_Prompt_. Using the listing that follows, filter out every line lacking the string "insert" and return the rest.

_Given records_.
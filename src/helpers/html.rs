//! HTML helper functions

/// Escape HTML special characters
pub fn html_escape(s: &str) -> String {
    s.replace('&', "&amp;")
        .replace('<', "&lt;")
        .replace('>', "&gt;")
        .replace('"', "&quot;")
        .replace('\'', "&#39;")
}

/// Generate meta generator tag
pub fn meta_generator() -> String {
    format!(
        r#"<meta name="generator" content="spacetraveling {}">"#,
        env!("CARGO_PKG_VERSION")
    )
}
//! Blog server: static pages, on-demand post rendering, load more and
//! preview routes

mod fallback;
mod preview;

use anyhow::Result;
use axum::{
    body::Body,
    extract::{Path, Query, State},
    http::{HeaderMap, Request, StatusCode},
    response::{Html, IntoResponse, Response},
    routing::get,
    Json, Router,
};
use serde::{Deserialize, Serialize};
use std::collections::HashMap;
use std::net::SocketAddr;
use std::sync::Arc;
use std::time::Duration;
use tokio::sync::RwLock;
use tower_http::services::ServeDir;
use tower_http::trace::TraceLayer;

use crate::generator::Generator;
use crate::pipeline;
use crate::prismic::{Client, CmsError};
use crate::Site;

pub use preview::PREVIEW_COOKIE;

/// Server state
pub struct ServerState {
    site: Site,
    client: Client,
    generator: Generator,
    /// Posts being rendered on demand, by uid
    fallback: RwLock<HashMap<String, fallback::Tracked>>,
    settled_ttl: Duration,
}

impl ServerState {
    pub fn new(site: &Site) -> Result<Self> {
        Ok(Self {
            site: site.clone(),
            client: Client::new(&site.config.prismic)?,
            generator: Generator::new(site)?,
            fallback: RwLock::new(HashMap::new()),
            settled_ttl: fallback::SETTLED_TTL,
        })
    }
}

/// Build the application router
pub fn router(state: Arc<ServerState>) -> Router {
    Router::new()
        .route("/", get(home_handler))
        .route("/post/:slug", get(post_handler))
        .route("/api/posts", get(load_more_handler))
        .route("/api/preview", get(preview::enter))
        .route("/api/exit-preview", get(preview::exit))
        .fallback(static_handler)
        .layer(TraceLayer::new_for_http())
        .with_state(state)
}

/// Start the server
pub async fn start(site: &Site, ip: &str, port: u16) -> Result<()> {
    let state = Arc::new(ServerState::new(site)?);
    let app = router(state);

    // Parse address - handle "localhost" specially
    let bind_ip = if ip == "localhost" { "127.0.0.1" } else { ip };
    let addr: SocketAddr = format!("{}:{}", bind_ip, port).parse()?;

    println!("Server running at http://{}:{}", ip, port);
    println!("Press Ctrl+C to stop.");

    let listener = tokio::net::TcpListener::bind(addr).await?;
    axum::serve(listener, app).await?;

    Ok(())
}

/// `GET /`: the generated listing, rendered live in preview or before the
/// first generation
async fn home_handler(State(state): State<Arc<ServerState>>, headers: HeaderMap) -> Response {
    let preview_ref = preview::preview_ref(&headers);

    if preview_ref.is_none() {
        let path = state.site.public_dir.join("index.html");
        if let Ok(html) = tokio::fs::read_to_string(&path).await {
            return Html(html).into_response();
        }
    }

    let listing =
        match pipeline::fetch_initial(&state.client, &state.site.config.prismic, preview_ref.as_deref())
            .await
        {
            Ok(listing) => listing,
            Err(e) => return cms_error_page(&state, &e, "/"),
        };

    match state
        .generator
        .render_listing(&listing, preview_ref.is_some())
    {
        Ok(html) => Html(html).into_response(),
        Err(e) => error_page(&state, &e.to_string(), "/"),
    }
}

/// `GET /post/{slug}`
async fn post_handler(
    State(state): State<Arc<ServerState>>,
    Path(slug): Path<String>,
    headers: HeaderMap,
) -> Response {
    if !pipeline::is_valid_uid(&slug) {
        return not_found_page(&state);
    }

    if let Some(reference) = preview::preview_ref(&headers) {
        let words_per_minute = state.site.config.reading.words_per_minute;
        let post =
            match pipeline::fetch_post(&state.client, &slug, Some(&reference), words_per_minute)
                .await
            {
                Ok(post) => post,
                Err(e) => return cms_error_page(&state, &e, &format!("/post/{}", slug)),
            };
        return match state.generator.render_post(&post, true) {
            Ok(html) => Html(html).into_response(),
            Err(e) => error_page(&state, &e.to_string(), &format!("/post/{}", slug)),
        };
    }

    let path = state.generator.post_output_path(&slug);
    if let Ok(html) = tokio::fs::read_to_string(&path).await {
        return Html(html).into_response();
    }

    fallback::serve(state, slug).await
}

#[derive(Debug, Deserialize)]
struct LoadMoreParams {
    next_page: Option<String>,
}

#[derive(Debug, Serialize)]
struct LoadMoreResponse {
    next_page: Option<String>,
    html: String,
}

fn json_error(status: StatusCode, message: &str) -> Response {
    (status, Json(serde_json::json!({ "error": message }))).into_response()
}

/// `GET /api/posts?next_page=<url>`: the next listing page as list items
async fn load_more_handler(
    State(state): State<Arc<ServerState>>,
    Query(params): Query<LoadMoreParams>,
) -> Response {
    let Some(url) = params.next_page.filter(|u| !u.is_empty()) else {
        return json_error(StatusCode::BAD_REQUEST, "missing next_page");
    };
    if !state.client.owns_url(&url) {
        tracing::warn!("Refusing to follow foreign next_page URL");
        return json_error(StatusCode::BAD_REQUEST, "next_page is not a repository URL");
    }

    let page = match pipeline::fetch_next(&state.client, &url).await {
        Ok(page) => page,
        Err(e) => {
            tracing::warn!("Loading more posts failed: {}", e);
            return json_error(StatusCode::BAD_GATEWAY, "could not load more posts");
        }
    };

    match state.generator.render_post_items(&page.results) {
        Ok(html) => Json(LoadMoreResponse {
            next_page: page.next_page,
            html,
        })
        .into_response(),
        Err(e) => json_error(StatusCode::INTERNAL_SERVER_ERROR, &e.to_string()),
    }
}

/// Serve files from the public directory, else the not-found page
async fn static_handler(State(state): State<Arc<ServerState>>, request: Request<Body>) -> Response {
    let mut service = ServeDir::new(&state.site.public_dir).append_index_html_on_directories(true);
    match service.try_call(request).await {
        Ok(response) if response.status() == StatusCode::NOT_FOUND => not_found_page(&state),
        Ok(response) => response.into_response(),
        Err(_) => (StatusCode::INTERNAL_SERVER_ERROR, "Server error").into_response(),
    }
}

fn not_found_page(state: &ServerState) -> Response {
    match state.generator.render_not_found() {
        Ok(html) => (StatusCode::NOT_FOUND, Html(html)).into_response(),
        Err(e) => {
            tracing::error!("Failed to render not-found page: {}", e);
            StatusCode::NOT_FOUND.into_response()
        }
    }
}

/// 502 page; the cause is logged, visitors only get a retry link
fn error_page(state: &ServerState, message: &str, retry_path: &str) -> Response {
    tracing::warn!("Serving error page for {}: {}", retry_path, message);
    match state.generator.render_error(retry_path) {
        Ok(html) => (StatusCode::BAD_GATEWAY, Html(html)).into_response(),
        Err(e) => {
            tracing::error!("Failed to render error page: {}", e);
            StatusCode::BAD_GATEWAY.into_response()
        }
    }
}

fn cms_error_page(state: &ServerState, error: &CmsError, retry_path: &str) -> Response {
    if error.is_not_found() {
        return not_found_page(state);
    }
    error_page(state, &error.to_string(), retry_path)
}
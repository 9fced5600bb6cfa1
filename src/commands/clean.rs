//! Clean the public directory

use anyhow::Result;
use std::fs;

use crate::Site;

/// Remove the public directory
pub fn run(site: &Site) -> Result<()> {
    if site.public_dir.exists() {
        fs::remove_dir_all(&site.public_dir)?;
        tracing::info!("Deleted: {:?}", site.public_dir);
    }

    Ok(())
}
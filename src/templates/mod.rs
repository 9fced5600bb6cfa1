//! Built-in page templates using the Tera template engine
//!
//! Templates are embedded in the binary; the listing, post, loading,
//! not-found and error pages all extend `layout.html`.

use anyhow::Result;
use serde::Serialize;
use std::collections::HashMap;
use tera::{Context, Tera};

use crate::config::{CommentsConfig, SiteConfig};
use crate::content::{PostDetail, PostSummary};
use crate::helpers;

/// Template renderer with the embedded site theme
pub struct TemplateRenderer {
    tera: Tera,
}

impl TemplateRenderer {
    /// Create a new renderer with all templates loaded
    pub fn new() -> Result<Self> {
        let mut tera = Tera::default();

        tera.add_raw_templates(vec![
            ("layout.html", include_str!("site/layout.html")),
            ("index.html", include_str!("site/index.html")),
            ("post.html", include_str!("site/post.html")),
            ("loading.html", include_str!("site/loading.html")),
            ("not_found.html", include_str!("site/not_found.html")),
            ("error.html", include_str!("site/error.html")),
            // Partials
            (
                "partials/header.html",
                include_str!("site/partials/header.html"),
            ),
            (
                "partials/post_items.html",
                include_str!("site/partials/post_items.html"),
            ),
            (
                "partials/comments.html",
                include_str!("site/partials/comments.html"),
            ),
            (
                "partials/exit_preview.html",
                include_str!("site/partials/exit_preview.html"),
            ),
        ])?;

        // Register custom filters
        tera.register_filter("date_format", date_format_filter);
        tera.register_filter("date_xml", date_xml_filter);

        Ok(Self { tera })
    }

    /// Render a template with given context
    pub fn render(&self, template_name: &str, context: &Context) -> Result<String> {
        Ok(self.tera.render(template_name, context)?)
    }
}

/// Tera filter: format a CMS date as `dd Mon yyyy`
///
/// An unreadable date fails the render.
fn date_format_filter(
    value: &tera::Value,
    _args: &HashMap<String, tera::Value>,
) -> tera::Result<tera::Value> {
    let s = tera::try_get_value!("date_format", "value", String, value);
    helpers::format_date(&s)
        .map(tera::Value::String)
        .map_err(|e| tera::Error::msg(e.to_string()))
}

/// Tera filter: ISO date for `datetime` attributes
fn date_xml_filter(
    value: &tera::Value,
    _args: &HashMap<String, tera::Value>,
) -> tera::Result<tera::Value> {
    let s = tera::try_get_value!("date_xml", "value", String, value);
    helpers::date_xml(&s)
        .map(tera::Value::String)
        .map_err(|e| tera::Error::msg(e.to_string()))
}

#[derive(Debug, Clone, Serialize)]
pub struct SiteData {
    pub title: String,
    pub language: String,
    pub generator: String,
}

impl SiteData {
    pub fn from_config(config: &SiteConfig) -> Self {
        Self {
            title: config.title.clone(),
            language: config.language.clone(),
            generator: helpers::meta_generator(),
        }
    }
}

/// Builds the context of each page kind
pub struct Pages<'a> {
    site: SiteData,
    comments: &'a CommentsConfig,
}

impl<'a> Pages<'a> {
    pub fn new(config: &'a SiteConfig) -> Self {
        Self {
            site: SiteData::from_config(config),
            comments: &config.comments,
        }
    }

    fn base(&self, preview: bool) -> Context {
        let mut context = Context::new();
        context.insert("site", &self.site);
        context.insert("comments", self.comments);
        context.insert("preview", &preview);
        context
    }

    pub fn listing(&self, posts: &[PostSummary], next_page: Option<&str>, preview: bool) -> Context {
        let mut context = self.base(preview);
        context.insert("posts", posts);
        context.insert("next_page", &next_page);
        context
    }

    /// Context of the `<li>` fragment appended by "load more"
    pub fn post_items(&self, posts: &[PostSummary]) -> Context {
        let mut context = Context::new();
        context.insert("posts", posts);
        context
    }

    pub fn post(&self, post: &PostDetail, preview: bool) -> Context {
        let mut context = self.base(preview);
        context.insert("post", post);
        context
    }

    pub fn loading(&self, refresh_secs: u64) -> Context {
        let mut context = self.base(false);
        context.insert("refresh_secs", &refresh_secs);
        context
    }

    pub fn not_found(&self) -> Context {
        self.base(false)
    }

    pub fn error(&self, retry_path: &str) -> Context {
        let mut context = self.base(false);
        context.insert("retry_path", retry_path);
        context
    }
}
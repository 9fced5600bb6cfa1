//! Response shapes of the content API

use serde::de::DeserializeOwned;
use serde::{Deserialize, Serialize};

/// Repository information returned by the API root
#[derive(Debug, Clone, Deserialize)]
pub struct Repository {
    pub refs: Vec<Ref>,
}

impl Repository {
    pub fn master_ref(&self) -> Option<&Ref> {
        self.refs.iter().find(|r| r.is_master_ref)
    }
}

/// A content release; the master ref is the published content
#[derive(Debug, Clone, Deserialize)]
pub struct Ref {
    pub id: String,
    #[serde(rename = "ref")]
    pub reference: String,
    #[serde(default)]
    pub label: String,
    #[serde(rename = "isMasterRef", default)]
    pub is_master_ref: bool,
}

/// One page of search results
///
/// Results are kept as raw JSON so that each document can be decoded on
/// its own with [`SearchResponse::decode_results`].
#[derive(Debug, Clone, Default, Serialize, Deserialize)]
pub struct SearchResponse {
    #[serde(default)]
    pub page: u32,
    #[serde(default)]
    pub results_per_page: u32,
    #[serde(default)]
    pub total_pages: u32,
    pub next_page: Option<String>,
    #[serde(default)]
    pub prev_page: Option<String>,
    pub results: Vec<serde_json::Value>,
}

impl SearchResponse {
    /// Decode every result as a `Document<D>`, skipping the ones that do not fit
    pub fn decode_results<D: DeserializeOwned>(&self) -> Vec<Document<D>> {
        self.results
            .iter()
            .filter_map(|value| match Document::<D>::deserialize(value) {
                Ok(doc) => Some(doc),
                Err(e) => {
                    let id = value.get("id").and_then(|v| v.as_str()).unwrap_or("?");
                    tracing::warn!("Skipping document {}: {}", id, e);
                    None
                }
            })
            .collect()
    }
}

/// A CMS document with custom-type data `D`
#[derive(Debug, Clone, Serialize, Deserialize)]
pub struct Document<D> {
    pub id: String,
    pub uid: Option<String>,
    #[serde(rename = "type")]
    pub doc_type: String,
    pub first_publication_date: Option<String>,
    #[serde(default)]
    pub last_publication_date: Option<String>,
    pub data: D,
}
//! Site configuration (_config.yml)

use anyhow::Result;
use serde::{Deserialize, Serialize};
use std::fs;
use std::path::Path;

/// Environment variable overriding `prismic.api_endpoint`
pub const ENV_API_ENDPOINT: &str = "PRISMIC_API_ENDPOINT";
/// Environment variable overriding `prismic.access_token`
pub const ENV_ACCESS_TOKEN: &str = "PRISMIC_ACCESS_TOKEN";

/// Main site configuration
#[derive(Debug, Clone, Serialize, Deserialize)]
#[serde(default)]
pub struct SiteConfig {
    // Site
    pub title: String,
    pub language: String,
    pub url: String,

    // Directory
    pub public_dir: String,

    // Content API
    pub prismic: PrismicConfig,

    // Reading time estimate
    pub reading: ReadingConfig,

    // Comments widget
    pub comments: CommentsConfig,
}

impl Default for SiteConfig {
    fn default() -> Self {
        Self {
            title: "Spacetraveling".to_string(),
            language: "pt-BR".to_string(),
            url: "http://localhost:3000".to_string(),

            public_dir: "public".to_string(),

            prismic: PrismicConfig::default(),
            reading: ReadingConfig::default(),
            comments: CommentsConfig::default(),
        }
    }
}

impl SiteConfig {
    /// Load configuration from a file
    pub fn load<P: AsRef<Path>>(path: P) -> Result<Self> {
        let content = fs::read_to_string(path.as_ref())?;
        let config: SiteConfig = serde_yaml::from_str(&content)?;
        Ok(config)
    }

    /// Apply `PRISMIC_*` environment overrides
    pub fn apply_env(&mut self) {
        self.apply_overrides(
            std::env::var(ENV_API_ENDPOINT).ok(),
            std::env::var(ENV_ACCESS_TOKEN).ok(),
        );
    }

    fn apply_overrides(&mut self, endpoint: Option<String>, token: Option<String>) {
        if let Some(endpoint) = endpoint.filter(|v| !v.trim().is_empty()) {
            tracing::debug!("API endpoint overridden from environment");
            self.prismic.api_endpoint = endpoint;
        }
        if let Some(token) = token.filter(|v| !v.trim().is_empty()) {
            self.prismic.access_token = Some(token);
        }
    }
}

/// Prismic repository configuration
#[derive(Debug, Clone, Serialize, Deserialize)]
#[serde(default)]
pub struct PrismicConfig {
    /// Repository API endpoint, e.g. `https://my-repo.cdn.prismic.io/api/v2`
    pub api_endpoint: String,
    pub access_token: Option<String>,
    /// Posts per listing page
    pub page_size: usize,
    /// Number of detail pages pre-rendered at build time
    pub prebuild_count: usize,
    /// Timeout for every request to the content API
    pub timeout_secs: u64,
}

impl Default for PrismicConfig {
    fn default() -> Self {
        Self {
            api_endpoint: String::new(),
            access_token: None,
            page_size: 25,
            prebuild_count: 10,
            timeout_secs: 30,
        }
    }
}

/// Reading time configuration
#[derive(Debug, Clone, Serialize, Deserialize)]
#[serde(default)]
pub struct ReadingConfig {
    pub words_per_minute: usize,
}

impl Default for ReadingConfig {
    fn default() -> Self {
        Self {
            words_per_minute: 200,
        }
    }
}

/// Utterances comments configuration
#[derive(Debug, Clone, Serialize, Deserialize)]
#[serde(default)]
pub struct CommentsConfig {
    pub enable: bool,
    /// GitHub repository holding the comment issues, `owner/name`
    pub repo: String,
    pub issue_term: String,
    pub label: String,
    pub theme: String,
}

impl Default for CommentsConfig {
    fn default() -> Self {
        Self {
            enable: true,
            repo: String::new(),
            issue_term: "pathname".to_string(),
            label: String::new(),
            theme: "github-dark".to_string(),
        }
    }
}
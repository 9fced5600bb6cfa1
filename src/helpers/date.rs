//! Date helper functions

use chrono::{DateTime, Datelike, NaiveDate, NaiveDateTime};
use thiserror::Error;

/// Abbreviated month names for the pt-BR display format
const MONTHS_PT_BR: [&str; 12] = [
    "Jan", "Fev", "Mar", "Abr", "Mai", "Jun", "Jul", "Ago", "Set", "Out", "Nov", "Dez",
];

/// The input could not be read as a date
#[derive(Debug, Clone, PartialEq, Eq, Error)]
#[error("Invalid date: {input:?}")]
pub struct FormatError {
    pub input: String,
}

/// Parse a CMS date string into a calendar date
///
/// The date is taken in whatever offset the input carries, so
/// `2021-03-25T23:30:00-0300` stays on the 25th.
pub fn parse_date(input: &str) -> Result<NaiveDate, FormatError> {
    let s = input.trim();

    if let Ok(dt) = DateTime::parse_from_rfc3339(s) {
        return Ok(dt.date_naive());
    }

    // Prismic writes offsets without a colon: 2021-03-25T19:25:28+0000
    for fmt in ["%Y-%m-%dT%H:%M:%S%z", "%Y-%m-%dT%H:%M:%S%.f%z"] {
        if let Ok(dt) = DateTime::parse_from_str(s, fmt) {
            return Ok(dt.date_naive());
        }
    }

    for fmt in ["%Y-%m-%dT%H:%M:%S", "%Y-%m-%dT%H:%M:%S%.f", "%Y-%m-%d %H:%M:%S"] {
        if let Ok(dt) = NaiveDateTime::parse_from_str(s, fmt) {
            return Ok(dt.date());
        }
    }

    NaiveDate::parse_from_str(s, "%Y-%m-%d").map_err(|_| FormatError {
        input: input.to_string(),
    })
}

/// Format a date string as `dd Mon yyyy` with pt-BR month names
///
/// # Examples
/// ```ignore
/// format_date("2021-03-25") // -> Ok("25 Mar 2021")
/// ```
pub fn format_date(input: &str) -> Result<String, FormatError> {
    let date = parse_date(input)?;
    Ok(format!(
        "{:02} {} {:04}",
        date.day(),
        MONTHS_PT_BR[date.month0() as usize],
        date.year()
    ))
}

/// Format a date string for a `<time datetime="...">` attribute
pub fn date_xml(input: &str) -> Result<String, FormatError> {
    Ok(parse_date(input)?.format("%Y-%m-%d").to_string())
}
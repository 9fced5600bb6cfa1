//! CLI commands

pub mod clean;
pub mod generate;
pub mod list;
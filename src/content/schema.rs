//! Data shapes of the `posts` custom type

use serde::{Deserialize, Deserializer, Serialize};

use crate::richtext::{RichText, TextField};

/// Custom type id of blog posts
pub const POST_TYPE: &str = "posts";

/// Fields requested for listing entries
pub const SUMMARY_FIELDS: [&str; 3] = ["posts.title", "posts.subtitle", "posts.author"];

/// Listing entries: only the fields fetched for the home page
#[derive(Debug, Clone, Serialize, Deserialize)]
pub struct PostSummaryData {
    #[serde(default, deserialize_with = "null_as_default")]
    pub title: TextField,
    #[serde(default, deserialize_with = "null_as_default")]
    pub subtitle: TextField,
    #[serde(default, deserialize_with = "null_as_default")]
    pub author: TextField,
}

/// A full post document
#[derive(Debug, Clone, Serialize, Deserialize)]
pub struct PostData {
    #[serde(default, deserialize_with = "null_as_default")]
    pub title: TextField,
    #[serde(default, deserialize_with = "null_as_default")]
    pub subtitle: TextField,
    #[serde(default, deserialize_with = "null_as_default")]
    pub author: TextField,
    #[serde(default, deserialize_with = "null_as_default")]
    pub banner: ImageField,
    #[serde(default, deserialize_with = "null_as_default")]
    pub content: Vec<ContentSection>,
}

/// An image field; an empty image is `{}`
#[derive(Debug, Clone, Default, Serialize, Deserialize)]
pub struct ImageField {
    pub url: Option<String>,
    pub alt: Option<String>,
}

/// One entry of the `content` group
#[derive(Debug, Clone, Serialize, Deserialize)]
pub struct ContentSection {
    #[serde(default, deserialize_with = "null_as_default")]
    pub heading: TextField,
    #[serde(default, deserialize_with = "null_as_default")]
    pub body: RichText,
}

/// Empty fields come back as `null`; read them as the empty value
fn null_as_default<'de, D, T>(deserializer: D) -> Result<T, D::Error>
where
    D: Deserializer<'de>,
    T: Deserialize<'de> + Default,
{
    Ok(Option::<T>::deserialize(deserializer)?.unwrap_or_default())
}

_Your solution_.
        context.insert("site", &self.site);
        context.insert("comments", self.comments);
        context.insert("preview", &preview);
        context.insert("posts", posts);
        context.insert("next_page", &next_page);
        context.insert("posts", posts);
        context.insert("post", post);
        context.insert("refresh_secs", &refresh_secs);
        context.insert("retry_path", retry_path);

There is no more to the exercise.